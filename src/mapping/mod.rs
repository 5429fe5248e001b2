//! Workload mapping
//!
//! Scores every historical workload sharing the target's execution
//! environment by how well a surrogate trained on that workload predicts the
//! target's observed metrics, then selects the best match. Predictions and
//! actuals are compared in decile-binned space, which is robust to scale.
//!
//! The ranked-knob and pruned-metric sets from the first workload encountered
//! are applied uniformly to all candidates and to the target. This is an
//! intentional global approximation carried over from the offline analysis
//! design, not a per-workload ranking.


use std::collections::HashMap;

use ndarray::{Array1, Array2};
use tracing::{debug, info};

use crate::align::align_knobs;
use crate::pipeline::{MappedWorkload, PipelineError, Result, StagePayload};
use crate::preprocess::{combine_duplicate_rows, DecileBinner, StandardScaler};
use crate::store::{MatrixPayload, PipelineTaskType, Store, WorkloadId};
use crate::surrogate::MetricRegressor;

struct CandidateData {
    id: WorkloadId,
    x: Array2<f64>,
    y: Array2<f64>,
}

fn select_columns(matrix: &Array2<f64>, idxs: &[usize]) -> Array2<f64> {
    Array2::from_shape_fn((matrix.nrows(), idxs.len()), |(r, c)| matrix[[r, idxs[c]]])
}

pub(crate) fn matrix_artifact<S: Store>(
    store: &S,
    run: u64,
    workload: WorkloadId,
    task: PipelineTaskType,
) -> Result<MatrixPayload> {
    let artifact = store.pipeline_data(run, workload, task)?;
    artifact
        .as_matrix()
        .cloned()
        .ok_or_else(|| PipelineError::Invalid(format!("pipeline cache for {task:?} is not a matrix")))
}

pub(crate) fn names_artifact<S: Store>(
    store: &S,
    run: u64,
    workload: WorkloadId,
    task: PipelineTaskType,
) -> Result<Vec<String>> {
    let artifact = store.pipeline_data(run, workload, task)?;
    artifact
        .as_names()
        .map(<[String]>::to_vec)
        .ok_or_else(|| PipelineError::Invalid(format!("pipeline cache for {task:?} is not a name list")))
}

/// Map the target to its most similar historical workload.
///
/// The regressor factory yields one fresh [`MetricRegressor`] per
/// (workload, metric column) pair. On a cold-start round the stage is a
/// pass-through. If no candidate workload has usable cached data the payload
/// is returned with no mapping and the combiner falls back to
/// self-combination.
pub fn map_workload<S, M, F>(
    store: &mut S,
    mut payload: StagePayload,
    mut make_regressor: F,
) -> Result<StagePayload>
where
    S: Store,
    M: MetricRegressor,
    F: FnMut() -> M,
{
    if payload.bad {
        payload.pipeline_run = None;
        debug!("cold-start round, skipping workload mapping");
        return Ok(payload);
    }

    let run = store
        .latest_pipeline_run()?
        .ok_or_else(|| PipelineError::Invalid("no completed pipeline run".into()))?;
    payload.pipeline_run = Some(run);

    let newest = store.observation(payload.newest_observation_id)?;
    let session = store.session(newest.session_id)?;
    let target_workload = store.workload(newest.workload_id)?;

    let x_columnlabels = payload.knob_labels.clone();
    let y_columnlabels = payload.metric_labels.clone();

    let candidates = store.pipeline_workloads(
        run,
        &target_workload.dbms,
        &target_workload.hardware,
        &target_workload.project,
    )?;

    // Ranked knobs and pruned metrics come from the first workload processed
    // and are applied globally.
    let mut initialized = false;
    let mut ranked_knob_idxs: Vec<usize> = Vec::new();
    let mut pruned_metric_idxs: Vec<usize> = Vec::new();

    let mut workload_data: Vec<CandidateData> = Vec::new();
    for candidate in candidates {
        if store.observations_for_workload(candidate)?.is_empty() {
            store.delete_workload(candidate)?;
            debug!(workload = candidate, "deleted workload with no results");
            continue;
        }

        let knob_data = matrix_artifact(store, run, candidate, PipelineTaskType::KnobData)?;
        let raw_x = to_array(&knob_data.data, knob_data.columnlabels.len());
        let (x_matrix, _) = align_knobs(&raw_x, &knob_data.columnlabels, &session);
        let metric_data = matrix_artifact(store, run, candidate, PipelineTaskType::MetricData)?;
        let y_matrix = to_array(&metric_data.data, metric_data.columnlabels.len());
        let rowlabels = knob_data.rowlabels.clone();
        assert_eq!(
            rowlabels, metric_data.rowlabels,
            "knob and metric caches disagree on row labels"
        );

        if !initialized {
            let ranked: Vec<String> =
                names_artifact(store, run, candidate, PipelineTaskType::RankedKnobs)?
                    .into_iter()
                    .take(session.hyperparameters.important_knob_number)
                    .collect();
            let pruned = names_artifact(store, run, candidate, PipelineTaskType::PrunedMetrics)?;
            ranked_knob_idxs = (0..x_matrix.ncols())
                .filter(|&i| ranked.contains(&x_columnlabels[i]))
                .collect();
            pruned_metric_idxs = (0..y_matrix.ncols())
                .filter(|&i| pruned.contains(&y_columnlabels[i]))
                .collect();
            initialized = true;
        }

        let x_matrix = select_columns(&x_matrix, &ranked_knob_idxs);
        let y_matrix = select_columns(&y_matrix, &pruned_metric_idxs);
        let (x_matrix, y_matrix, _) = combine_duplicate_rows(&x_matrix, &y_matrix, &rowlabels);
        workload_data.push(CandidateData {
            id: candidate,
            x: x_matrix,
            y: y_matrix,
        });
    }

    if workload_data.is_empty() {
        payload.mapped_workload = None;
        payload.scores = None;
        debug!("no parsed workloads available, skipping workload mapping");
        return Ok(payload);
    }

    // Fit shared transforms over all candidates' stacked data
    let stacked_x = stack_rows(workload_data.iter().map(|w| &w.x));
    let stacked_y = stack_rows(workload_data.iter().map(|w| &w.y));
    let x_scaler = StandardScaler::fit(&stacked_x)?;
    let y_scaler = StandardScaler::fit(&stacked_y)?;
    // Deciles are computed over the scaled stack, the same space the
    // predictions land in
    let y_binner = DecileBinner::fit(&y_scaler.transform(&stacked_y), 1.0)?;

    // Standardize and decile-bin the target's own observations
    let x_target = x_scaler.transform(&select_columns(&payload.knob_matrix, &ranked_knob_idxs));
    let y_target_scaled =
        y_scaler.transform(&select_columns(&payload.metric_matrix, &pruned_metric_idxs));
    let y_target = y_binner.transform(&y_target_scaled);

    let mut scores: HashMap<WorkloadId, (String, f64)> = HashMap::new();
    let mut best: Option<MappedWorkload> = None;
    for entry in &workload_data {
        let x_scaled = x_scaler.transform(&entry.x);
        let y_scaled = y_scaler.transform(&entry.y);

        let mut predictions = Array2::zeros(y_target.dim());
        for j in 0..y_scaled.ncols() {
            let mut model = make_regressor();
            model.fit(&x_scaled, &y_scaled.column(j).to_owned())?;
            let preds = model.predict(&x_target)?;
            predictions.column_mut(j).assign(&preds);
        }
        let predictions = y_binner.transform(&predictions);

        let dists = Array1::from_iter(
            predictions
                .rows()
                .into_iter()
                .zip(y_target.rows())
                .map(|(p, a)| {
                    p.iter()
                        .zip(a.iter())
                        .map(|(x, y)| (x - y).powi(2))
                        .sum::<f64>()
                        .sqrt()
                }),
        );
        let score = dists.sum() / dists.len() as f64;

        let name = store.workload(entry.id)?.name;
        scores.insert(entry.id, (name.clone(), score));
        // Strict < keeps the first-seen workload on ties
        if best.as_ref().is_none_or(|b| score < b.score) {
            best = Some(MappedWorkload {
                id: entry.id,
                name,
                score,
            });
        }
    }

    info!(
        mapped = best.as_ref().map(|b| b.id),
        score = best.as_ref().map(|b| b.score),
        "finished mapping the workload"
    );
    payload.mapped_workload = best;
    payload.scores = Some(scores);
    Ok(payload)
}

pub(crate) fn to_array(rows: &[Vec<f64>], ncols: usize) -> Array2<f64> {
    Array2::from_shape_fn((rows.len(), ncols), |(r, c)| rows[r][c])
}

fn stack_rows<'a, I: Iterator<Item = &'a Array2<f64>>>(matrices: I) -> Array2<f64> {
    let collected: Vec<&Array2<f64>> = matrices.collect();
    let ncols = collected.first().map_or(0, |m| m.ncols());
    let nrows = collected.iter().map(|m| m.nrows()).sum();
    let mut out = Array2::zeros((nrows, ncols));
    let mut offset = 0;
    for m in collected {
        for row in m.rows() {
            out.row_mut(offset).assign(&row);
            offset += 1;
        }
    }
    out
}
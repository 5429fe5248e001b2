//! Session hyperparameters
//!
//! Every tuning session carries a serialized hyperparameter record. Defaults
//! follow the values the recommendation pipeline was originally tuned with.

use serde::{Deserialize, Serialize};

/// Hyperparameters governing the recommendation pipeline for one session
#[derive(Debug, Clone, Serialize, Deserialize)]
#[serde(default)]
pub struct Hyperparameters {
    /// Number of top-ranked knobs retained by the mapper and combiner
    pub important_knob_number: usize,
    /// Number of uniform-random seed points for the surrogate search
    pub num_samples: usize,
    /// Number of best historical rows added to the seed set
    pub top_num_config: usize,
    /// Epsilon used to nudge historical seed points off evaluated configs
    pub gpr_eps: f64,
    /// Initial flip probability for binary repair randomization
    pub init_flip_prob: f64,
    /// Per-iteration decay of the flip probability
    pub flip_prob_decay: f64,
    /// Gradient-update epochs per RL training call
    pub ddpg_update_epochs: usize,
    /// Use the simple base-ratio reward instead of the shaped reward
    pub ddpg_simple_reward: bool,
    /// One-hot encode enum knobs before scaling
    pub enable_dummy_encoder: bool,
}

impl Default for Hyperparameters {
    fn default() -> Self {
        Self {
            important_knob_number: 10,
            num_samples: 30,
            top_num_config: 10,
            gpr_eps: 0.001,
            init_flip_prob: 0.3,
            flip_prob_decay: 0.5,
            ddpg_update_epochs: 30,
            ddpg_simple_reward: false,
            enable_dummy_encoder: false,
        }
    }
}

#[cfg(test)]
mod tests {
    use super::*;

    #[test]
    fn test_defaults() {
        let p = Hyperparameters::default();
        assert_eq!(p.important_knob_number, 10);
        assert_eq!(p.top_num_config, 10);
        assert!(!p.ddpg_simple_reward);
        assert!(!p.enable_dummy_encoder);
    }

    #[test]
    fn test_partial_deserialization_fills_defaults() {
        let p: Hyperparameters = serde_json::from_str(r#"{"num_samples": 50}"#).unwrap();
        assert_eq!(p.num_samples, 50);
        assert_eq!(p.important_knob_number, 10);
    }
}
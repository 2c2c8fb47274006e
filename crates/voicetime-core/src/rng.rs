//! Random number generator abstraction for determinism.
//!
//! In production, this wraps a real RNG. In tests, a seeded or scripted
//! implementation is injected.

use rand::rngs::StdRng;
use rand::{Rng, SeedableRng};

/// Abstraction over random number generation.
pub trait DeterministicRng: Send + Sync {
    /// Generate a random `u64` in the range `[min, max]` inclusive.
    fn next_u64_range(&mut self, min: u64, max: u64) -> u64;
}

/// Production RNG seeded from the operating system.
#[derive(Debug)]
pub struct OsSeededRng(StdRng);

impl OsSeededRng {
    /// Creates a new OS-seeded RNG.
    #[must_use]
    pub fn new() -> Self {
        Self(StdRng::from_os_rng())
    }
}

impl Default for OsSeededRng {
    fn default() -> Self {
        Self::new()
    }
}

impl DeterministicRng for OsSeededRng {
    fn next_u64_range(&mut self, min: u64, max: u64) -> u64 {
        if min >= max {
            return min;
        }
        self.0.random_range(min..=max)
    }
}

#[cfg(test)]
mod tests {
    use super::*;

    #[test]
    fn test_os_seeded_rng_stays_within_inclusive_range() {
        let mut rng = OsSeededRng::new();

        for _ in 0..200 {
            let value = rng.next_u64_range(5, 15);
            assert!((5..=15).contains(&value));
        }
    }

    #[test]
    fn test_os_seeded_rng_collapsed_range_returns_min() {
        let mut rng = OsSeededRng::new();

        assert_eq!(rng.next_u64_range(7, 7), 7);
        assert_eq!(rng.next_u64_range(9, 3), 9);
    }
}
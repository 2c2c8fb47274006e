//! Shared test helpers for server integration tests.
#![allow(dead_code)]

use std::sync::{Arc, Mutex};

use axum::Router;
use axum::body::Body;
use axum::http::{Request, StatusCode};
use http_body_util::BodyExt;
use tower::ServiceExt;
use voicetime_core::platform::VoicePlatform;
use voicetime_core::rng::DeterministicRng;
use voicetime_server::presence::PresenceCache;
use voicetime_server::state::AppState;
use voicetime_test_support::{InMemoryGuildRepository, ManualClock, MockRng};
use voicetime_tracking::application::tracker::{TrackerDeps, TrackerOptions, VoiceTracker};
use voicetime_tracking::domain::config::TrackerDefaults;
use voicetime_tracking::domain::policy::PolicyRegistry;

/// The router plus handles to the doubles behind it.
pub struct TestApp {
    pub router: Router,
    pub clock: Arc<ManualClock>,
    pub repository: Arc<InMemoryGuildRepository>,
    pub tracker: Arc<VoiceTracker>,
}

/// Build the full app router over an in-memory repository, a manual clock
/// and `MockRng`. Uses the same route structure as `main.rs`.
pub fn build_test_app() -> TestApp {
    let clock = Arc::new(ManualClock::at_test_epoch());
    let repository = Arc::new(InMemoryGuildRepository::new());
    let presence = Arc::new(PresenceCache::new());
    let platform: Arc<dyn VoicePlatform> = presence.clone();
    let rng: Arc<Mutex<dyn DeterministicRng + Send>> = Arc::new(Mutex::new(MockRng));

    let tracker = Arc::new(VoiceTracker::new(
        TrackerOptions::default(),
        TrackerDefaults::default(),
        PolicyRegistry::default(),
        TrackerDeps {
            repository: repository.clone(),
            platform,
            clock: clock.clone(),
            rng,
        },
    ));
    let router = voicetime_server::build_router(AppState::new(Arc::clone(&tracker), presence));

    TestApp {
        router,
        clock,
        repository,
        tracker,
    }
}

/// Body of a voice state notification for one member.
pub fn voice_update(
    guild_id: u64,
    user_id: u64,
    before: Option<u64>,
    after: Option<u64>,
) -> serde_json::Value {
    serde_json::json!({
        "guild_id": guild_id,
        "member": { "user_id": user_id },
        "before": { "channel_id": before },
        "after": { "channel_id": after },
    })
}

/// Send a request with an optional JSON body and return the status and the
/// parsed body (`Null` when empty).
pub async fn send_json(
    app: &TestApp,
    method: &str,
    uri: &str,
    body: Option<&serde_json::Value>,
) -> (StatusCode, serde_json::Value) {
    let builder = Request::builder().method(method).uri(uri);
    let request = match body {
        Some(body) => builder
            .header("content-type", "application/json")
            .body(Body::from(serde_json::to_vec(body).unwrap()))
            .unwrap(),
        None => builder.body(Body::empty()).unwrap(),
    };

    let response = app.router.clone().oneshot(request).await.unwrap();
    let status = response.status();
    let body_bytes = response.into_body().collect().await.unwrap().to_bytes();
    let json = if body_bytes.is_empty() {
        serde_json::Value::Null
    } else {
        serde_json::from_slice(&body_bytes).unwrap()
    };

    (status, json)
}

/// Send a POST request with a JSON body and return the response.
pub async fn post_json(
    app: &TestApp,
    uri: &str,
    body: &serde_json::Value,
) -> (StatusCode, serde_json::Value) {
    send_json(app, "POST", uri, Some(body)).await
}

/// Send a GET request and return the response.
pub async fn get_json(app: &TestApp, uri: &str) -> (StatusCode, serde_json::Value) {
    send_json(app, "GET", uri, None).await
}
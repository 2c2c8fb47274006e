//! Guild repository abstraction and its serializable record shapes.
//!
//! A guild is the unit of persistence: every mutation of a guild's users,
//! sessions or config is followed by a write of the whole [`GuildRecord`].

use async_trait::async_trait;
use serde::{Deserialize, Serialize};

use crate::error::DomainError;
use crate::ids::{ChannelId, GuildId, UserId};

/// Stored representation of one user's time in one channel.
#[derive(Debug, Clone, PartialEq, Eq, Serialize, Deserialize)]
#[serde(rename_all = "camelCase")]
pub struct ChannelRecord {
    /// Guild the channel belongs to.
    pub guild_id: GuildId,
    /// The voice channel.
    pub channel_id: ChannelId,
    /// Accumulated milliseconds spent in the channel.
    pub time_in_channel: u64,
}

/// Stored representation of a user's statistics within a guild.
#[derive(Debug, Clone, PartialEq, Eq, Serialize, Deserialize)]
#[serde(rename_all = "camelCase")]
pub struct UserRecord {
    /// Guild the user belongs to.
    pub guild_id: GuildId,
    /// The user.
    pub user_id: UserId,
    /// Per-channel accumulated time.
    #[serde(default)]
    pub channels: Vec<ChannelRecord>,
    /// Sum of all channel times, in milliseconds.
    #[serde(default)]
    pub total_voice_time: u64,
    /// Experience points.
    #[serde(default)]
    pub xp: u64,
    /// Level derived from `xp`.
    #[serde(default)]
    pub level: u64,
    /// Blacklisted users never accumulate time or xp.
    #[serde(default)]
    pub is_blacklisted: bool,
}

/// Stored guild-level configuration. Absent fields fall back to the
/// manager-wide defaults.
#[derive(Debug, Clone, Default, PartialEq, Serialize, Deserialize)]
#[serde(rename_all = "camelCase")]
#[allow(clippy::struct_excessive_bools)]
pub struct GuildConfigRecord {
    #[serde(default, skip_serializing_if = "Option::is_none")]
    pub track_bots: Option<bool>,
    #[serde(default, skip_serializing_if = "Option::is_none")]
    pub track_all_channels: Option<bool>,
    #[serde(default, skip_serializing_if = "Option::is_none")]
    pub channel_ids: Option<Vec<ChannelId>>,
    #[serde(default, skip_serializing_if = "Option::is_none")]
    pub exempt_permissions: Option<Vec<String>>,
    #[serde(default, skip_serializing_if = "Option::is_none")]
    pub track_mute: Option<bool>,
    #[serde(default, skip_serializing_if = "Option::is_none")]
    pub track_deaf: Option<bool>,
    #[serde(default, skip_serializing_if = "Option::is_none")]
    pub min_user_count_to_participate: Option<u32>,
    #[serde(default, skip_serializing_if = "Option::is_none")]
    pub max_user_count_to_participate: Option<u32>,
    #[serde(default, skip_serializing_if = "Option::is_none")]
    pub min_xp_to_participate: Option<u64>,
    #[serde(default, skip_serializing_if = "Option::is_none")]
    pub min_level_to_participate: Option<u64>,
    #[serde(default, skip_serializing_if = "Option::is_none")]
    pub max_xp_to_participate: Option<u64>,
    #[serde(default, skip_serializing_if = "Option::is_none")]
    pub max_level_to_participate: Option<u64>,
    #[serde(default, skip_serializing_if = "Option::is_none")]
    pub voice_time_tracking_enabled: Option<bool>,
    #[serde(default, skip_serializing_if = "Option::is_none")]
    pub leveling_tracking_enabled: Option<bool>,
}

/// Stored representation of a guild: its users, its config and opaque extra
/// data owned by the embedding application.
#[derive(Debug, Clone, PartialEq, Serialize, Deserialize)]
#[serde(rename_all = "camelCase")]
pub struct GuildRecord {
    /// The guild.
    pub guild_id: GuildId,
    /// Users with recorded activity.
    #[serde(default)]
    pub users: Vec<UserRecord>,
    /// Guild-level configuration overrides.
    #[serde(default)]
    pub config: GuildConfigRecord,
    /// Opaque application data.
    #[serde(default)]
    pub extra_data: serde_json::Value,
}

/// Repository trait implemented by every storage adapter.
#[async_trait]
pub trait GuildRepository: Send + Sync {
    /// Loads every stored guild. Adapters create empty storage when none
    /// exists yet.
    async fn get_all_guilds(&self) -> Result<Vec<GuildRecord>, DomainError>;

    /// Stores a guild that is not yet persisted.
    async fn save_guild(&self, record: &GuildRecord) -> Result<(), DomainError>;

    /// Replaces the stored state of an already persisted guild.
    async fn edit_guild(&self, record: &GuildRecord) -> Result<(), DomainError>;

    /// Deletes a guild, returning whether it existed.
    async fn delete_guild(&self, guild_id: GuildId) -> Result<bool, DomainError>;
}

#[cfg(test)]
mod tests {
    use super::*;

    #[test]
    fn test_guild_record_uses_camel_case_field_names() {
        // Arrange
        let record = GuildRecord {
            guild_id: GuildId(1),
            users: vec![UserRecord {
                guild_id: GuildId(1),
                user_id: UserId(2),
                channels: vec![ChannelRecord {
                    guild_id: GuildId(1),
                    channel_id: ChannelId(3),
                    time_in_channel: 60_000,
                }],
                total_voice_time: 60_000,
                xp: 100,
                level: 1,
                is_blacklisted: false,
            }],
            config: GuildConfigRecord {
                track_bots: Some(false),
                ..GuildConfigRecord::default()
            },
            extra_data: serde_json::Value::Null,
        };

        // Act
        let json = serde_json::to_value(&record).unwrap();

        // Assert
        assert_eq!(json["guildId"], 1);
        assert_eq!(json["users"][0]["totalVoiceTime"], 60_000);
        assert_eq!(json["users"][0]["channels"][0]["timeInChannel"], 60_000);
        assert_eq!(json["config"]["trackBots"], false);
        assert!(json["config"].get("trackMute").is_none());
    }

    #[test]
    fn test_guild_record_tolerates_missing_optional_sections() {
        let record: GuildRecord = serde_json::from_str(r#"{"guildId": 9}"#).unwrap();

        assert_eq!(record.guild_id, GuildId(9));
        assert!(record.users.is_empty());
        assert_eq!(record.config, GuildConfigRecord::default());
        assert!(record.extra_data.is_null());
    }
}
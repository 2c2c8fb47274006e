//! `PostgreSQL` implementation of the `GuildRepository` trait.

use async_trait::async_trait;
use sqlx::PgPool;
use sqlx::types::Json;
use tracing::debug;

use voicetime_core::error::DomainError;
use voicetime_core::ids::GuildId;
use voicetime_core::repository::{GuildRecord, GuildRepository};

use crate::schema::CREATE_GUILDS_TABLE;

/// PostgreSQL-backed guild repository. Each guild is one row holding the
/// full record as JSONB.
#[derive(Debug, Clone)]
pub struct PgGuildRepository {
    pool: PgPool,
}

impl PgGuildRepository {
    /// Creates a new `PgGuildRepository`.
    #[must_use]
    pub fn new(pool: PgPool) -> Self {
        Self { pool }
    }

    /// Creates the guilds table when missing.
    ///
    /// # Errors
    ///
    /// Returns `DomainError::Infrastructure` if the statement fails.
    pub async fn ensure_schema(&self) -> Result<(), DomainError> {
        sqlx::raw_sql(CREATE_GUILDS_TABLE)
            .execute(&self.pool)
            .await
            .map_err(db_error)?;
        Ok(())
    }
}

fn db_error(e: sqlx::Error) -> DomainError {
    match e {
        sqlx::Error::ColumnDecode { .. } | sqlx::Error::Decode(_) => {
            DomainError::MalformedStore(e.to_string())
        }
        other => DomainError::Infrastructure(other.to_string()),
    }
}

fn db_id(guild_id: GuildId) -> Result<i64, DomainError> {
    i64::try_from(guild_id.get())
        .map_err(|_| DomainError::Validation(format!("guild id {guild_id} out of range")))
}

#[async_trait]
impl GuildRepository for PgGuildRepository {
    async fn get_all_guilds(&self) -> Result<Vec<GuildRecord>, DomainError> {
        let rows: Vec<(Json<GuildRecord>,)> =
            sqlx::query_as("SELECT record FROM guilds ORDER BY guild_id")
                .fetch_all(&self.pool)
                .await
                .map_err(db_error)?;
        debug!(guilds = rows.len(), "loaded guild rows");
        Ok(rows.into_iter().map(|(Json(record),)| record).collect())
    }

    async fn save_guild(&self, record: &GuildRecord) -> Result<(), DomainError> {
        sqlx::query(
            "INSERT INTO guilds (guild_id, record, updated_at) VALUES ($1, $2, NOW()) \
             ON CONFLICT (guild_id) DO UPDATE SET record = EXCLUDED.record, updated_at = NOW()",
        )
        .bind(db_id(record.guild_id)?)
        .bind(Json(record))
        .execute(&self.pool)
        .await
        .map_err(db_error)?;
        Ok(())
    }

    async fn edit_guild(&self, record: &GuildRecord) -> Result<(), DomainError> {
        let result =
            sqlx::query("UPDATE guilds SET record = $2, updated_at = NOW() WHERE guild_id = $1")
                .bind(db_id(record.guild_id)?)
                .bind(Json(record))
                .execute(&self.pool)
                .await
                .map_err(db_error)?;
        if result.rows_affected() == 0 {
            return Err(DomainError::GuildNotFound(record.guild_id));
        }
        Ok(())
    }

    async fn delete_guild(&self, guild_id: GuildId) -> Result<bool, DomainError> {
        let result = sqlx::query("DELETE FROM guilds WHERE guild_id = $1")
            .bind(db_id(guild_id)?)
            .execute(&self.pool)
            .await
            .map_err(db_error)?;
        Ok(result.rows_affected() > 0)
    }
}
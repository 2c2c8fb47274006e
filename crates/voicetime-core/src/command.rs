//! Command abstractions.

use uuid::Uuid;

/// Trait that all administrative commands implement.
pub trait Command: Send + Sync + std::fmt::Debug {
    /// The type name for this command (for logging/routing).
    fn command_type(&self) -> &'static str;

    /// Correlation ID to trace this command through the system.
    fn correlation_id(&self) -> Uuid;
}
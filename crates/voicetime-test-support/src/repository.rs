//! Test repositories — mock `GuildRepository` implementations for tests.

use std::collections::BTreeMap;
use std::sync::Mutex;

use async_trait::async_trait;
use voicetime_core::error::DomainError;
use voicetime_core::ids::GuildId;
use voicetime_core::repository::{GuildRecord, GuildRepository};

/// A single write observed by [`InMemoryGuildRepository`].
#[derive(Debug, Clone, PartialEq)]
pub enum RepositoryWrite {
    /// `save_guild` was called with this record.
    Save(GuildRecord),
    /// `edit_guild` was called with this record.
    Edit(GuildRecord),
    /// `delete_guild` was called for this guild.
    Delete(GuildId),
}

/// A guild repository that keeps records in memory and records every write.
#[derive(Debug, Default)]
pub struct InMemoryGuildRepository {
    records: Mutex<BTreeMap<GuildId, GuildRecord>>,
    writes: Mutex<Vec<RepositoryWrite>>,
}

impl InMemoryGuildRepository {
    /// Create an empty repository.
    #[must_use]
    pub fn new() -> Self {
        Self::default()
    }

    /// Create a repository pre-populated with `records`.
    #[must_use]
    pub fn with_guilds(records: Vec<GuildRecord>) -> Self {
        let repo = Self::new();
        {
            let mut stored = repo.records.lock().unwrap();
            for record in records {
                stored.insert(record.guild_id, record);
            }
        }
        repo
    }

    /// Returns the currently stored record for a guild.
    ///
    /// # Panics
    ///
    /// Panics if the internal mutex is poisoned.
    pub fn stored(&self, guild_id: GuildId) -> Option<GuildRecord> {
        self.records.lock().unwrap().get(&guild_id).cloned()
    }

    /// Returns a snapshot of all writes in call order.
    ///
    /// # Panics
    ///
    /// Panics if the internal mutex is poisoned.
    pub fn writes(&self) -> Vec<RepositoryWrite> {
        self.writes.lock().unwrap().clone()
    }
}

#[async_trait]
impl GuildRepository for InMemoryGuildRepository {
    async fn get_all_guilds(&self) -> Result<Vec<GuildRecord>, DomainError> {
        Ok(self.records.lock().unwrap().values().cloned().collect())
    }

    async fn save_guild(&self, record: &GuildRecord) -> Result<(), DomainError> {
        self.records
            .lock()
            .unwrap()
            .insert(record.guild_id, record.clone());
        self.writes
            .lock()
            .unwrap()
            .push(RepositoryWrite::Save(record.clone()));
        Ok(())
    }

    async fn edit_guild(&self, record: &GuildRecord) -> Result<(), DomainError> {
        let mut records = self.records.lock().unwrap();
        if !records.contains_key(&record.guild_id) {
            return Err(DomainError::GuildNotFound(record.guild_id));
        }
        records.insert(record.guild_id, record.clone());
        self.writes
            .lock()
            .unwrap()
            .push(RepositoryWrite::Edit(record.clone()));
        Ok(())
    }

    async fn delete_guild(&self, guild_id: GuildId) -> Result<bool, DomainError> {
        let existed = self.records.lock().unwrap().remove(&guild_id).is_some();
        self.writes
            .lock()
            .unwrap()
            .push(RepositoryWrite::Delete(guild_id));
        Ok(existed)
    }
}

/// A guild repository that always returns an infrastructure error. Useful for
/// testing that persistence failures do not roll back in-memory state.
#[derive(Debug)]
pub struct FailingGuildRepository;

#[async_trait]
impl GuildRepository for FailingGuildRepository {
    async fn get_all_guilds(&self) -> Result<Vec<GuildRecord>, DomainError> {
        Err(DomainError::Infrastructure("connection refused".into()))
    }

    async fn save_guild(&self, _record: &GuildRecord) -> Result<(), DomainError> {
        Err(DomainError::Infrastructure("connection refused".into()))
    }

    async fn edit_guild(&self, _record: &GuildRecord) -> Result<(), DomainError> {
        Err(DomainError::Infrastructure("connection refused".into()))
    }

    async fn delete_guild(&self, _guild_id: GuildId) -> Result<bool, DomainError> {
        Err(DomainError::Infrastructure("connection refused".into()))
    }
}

Task instructions – Using the data above, print exactly the lines from the line that contains "initialized = true;" through the line that contains "let y_target = y_binner.transform(&y_target_scaled);", with both included.

Task result –
            initialized = true;
        }

        let x_matrix = select_columns(&x_matrix, &ranked_knob_idxs);
        let y_matrix = select_columns(&y_matrix, &pruned_metric_idxs);
        let (x_matrix, y_matrix, _) = combine_duplicate_rows(&x_matrix, &y_matrix, &rowlabels);
        workload_data.push(CandidateData {
            id: candidate,
            x: x_matrix,
            y: y_matrix,
        });
    }

    if workload_data.is_empty() {
        payload.mapped_workload = None;
        payload.scores = None;
        debug!("no parsed workloads available, skipping workload mapping");
        return Ok(payload);
    }

    // Fit shared transforms over all candidates' stacked data
    let stacked_x = stack_rows(workload_data.iter().map(|w| &w.x));
    let stacked_y = stack_rows(workload_data.iter().map(|w| &w.y));
    let x_scaler = StandardScaler::fit(&stacked_x)?;
    let y_scaler = StandardScaler::fit(&stacked_y)?;
    // Deciles are computed over the scaled stack, the same space the
    // predictions land in
    let y_binner = DecileBinner::fit(&y_scaler.transform(&stacked_y), 1.0)?;

    // Standardize and decile-bin the target's own observations
    let x_target = x_scaler.transform(&select_columns(&payload.knob_matrix, &ranked_knob_idxs));
    let y_target_scaled =
        y_scaler.transform(&select_columns(&payload.metric_matrix, &pruned_metric_idxs));
    let y_target = y_binner.transform(&y_target_scaled);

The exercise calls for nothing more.